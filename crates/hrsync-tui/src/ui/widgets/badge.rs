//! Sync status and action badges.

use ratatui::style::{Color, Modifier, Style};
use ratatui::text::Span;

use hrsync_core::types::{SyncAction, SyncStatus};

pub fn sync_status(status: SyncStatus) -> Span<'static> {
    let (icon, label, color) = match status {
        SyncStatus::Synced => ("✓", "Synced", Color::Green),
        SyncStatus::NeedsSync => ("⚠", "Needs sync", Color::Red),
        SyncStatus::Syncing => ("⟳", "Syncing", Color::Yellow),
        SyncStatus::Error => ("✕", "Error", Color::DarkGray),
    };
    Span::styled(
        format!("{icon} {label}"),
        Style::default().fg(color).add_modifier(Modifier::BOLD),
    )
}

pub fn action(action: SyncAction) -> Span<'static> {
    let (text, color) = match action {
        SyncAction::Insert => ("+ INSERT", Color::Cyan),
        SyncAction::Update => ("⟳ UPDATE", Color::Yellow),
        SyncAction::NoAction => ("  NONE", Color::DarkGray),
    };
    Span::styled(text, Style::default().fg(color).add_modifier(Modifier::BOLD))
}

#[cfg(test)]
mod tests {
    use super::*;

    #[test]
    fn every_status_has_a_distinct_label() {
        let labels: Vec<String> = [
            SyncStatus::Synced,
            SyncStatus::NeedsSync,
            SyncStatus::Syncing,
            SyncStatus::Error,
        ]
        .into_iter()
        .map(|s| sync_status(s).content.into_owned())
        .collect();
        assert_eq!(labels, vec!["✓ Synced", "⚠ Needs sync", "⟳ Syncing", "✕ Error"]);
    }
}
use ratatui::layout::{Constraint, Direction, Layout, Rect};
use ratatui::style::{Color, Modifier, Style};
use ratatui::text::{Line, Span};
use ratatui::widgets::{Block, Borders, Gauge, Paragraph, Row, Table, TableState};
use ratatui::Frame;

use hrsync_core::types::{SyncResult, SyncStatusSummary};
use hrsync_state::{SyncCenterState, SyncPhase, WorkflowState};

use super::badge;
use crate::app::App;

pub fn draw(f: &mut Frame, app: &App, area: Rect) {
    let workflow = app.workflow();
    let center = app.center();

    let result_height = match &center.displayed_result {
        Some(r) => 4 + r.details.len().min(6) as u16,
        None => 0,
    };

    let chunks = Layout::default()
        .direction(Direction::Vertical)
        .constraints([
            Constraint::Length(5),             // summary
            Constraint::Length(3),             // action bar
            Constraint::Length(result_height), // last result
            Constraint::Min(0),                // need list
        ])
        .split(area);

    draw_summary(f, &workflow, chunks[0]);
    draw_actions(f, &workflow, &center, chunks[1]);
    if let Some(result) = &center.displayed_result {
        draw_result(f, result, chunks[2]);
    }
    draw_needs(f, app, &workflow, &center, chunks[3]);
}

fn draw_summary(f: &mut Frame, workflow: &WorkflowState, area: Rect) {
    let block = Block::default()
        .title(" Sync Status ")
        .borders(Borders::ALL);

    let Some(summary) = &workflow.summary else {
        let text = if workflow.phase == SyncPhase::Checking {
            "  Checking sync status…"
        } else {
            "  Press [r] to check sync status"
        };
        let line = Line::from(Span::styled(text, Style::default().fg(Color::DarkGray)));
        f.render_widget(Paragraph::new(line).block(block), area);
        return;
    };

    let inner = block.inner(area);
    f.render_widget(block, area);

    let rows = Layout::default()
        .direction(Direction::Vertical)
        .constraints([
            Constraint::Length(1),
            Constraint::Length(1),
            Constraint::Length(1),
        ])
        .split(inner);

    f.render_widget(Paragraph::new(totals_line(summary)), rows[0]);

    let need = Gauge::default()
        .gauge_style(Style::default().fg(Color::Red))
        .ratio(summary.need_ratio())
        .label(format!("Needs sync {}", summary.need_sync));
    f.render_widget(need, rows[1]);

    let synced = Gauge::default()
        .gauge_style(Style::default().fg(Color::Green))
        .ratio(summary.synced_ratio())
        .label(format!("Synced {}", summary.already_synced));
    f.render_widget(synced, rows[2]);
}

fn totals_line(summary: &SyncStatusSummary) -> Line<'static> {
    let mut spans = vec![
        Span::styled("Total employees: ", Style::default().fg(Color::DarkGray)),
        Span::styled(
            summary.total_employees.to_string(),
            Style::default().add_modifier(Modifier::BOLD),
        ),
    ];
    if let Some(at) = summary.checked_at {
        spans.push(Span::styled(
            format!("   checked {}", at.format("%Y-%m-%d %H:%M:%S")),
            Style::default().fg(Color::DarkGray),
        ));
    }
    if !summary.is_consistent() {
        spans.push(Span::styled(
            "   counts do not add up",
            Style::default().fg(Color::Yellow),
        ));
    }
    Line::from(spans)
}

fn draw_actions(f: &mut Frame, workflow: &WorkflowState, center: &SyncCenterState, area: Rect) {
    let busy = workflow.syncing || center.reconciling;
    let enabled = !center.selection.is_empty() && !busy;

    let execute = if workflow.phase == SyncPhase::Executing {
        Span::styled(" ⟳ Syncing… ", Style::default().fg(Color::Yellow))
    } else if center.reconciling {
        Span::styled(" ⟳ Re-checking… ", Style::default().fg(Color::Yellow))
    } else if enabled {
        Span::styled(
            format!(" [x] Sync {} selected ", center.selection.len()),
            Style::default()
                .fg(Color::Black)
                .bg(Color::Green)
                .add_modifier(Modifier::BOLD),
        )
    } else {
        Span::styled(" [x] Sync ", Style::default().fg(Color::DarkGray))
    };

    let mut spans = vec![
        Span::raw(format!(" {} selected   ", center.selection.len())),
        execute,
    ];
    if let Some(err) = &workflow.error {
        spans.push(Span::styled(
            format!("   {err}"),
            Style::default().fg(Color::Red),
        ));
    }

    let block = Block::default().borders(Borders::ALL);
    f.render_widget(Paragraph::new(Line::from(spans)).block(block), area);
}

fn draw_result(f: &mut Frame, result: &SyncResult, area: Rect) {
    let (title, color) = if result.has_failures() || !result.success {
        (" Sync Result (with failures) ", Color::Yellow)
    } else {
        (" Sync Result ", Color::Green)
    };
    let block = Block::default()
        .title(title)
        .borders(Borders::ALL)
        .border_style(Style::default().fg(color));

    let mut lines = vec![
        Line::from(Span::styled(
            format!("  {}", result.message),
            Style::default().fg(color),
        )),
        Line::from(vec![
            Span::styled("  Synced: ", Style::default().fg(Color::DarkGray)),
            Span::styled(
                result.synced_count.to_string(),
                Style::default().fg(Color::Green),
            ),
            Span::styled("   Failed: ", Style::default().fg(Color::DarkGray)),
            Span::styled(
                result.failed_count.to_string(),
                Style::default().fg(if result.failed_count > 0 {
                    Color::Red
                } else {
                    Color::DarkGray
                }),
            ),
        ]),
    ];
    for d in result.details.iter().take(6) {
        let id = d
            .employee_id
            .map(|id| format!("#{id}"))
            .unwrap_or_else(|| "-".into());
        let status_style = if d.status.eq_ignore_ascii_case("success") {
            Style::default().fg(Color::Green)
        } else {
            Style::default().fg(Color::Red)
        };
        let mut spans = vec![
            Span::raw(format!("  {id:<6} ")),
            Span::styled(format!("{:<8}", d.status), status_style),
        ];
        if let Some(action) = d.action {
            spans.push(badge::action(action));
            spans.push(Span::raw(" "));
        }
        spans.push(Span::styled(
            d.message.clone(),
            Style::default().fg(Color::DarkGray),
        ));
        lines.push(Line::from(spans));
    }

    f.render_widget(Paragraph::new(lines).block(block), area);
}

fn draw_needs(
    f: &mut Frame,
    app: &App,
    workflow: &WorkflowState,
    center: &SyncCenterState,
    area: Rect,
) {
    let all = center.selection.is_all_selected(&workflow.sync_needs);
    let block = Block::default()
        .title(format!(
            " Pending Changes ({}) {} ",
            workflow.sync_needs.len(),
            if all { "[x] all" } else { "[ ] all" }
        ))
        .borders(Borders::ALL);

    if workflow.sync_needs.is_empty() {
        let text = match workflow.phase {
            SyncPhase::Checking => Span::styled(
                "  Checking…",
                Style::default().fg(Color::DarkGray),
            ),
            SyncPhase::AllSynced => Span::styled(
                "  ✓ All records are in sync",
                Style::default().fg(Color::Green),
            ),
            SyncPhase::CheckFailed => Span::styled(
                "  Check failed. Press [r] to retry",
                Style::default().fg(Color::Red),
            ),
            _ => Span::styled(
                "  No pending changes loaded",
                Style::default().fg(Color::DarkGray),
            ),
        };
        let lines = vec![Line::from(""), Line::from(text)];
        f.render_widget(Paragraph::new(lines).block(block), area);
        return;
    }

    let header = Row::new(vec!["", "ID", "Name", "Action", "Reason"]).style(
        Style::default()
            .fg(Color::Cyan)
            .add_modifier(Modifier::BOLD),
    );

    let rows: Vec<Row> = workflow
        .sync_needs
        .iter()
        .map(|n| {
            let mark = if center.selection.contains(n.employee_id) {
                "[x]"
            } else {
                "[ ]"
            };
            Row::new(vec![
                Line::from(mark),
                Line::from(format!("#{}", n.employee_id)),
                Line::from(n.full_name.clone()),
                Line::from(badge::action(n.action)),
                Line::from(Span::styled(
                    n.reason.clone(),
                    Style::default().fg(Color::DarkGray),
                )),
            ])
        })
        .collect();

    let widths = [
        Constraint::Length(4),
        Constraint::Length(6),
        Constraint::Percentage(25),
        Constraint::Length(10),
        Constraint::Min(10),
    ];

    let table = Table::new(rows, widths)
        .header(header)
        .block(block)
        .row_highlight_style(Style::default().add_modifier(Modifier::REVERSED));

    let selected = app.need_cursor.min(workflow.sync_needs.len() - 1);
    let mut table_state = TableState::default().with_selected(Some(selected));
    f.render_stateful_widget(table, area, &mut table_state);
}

▶ Work order: The required output is the stretch of entries above from the line containing "and action badges." through the line containing "let (icon, label, color)", reproduced exactly.

▶ Answer:
//! Sync status and action badges.

use ratatui::style::{Color, Modifier, Style};
use ratatui::text::Span;

use hrsync_core::types::{SyncAction, SyncStatus};

pub fn sync_status(status: SyncStatus) -> Span<'static> {
    let (icon, label, color) = match status {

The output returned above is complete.